=== TASK DESCRIPTION ===
Below are lines of data; count those containing the word "PartialEq" and write nothing but the number.

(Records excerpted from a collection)
______________________________
pub mod orders;
pub mod partners;
pub mod ws;

use std::sync::Arc;

use axum::extract::State;
use axum::http::StatusCode;
use axum::response::IntoResponse;
use axum::routing::get;
use axum::{Json, Router};
use serde::Serialize;
use tower_http::cors::CorsLayer;

use crate::state::AppState;

pub fn router(state: Arc<AppState>) -> Router {
    Router::new()
        .merge(partners::router())
        .merge(orders::router())
        .route("/health", get(health))
        .route("/metrics", get(metrics))
        .route("/ws", get(ws::ws_handler))
        .layer(CorsLayer::permissive())
        .with_state(state)
}

#[derive(Serialize)]
struct HealthResponse {
    status: &'static str,
    partners: usize,
    orders: usize,
}

async fn health(State(state): State<Arc<AppState>>) -> Json<HealthResponse> {
    let (partners, orders) = state.store.counts().await;

    Json(HealthResponse {
        status: "ok",
        partners,
        orders,
    })
}

async fn metrics(State(state): State<Arc<AppState>>) -> impl IntoResponse {
    match state.metrics.encode() {
        Ok(body) => (
            StatusCode::OK,
            [("content-type", "text/plain; version=0.0.4; charset=utf-8")],
            body,
        )
            .into_response(),
        Err(err) => (StatusCode::INTERNAL_SERVER_ERROR, err).into_response(),
    }
}
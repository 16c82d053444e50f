use crate::error::AppError;
use crate::geo::haversine_km;
use crate::models::partner::{DeliveryPartner, GeoPoint};

#[derive(Debug, Clone)]
pub struct Selection {
    pub partner: DeliveryPartner,
    pub distance_km: f64,
}

/// Picks the partner closest to `source` by great-circle distance.
/// Ties go to the first partner encountered in input order; the scan
/// uses strict `<`, so a NaN distance can never win a comparison.
pub fn nearest_partner(
    partners: &[DeliveryPartner],
    source: &GeoPoint,
) -> Result<Selection, AppError> {
    let mut best: Option<Selection> = None;

    for partner in partners {
        let distance_km = haversine_km(source, &partner.location);

        let closer = match &best {
            Some(current) => distance_km < current.distance_km,
            None => !distance_km.is_nan(),
        };

        if closer {
            best = Some(Selection {
                partner: partner.clone(),
                distance_km,
            });
        }
    }

    best.ok_or(AppError::NoPartnersAvailable)
}

/// Fixed-speed ETA heuristic: `minutes_per_km` minutes per kilometer of
/// haversine distance, rounded up. Not a routing engine.
pub fn eta_minutes(distance_km: f64, minutes_per_km: f64) -> i64 {
    (distance_km * minutes_per_km).ceil() as i64
}

#[cfg(test)]
mod tests {
    use uuid::Uuid;

    use super::{eta_minutes, nearest_partner};
    use crate::error::AppError;
    use crate::models::partner::{DeliveryPartner, GeoPoint};

    fn partner(id_seed: u128, lat: f64, lng: f64) -> DeliveryPartner {
        DeliveryPartner {
            id: Uuid::from_u128(id_seed),
            full_name: format!("partner-{id_seed}"),
            location: GeoPoint { lat, lng },
            is_occupied: false,
        }
    }

    #[test]
    fn picks_the_nearest_partner() {
        let partners = vec![partner(1, 1.0, 1.0), partner(2, 0.0, 0.0)];
        let source = GeoPoint { lat: 0.0, lng: 0.0 };

        let selection = nearest_partner(&partners, &source).unwrap();

        assert_eq!(selection.partner.id, Uuid::from_u128(2));
        assert!(selection.distance_km < 1e-9);
    }

    #[test]
    fn tie_goes_to_first_in_input_order() {
        let partners = vec![partner(1, 1.0, 0.0), partner(2, -1.0, 0.0)];
        let source = GeoPoint { lat: 0.0, lng: 0.0 };

        let selection = nearest_partner(&partners, &source).unwrap();

        assert_eq!(selection.partner.id, Uuid::from_u128(1));
    }

    #[test]
    fn empty_set_fails_with_no_partners() {
        let source = GeoPoint { lat: 0.0, lng: 0.0 };
        let result = nearest_partner(&[], &source);

        assert!(matches!(result, Err(AppError::NoPartnersAvailable)));
    }

    #[test]
    fn eta_rounds_up_to_whole_minutes() {
        assert_eq!(eta_minutes(1.2, 2.0), 3);
        assert_eq!(eta_minutes(5.0, 2.0), 10);
        assert_eq!(eta_minutes(0.0, 2.0), 0);
    }
}
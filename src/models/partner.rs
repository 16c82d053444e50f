use serde::{Deserialize, Serialize};
use uuid::Uuid;

#[derive(Debug, Clone, Serialize, Deserialize)]
pub struct GeoPoint {
    pub lat: f64,
    pub lng: f64,
}

#[derive(Debug, Clone, Serialize, Deserialize)]
pub struct DeliveryPartner {
    pub id: Uuid,
    pub full_name: String,
    pub location: GeoPoint,
    /// True iff the partner is bound to exactly one undelivered order.
    /// Flipped to true only by order assignment and back to false only
    /// by the delivery-completion rule.
    pub is_occupied: bool,
}
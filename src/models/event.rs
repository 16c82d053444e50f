use serde::{Deserialize, Serialize};

use crate::models::order::Order;

#[derive(Debug, Clone, Copy, Serialize, Deserialize, PartialEq, Eq)]
pub enum OrderEventKind {
    Assigned,
    Delivered,
}

/// Lifecycle event broadcast to websocket subscribers.
#[derive(Debug, Clone, Serialize, Deserialize)]
pub struct OrderEvent {
    pub kind: OrderEventKind,
    pub order: Order,
}
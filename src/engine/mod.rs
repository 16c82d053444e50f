pub mod assignment;
pub mod delivery;
pub mod selector;
pub mod sweep;
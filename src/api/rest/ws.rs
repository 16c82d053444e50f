use std::sync::Arc;

use axum::extract::State;
use axum::extract::ws::{Message, WebSocket, WebSocketUpgrade};
use axum::response::IntoResponse;
use futures::SinkExt;
use futures::StreamExt;
use tracing::{info, warn};

use crate::state::AppState;

pub async fn ws_handler(
    ws: WebSocketUpgrade,
    State(state): State<Arc<AppState>>,
) -> impl IntoResponse {
    ws.on_upgrade(|socket| handle_socket(socket, state))
}

async fn handle_socket(socket: WebSocket, state: Arc<AppState>) {
    let (mut sender, mut receiver) = socket.split();
    let mut rx = state.events_tx.subscribe();

    info!("websocket client connected");

    let send_task = tokio::spawn(async move {
        while let Ok(event) = rx.recv().await {
            let json = match serde_json::to_string(&event) {
                Ok(json) => json,
                Err(err) => {
                    warn!(error = %err, "failed to serialize order event for ws");
                    continue;
                }
            };

            if sender.send(Message::Text(json.into())).await.is_err() {
                break;
            }
        }
    });

    let recv_task = tokio::spawn(async move {
        while let Some(Ok(_msg)) = receiver.next().await {}
    });

    tokio::select! {
        _ = send_task => {},
        _ = recv_task => {},
    }

    info!("websocket client disconnected");
}
//! # Evaluation Report Module
//!
//! This module defines the result type produced by an evaluation run and its
//! rendering for the command line.
//!
//! ## Overview
//!
//! [`Evaluation`] carries the pass flag, awarded points, and feedback lines in
//! generation order. It is immutable after computation: the pipeline builds it
//! once and the binary only renders it.
//!
//! ## Stdout contract
//!
//! [`Evaluation::render`] produces exactly:
//!
//! ```text
//! Passed: True
//! Points: 150
//! Feedback:
//! - Accuracy: 0.880
//! ```
//!
//! with one `- ` line per feedback entry. Booleans render capitalized
//! (`True`/`False`) because downstream harnesses parse these lines verbatim.
//!
//! ## Design Notes
//!
//! - [`Evaluation`] is also serializable, so callers other than the CLI can
//!   consume the result as JSON.

use chrono::Utc;
use serde::Serialize;

/// The result of evaluating one submission.
#[derive(Debug, Serialize)]
pub struct Evaluation {
    /// True only when every grading criterion passed.
    pub passed: bool,
    /// Points awarded by the rubric, 0 on any fatal failure.
    pub points: u32,
    /// Feedback lines in generation order.
    pub feedback: Vec<String>,
    /// RFC3339 timestamp of when the evaluation was computed.
    pub generated_at: String,
}

impl Evaluation {
    /// Builds a completed evaluation.
    pub fn new(passed: bool, points: u32, feedback: Vec<String>) -> Self {
        Evaluation {
            passed,
            points,
            feedback,
            generated_at: Utc::now().to_rfc3339(),
        }
    }

    /// Builds a zero-point failure carrying the given feedback.
    pub fn failure(feedback: Vec<String>) -> Self {
        Evaluation::new(false, 0, feedback)
    }

    /// Renders the stdout report.
    pub fn render(&self) -> String {
        let mut out = String::new();
        out.push_str(&format!(
            "Passed: {}\n",
            if self.passed { "True" } else { "False" }
        ));
        out.push_str(&format!("Points: {}\n", self.points));
        out.push_str("Feedback:\n");
        for message in &self.feedback {
            out.push_str(&format!("- {}\n", message));
        }
        out
    }

    /// Process exit code: 0 if passed, 1 otherwise.
    pub fn exit_code(&self) -> i32 {
        if self.passed { 0 } else { 1 }
    }
}
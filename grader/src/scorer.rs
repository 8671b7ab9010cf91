//! # Scorer Module
//!
//! This module maps extracted metrics to a point total via the fixed grading
//! rubric. Both thresholds are inclusive; the rubric awards points per
//! criterion, all-or-nothing.

/// Minimum accuracy required to pass the accuracy criterion.
pub const ACCURACY_THRESHOLD: f64 = 0.85;
/// Minimum average F1 score required to pass the F1 criterion.
pub const F1_THRESHOLD: f64 = 0.80;

/// Maximum points awardable by the rubric.
pub const MAX_POINTS: u32 = 150;

/// Outcome of applying the rubric to a pair of metrics.
#[derive(Debug, PartialEq, Eq)]
pub struct RubricOutcome {
    /// True only when both criteria pass.
    pub passed: bool,
    /// Points awarded, one of 150, 100, 75, 50.
    pub points: u32,
    /// Rubric feedback line for this outcome.
    pub summary: &'static str,
}

/// Applies the fixed thresholds to the extracted metrics.
///
/// # Arguments
///
/// * `accuracy` - Overall accuracy in [0,1].
/// * `f1` - Average F1 score in [0,1].
///
/// # Behavior
///
/// Thresholds are inclusive: accuracy of exactly 0.85 and F1 of exactly 0.80
/// both pass. Points follow the rubric: both criteria 150, accuracy only 100,
/// F1 only 75, neither 50.
pub fn score_metrics(accuracy: f64, f1: f64) -> RubricOutcome {
    let acc_pass = accuracy >= ACCURACY_THRESHOLD;
    let f1_pass = f1 >= F1_THRESHOLD;

    let (points, summary) = match (acc_pass, f1_pass) {
        (true, true) => (MAX_POINTS, "All criteria met! Excellent work."),
        (true, false) => (
            100,
            "Accuracy requirement met, but F1 score needs improvement.",
        ),
        (false, true) => (
            75,
            "F1 score requirement met, but accuracy needs improvement.",
        ),
        (false, false) => (
            50,
            "Neither accuracy nor F1 score meets requirements. Review your model.",
        ),
    };

    RubricOutcome {
        passed: acc_pass && f1_pass,
        points,
        summary,
    }
}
______________________________
=== THE ANSWER ===
2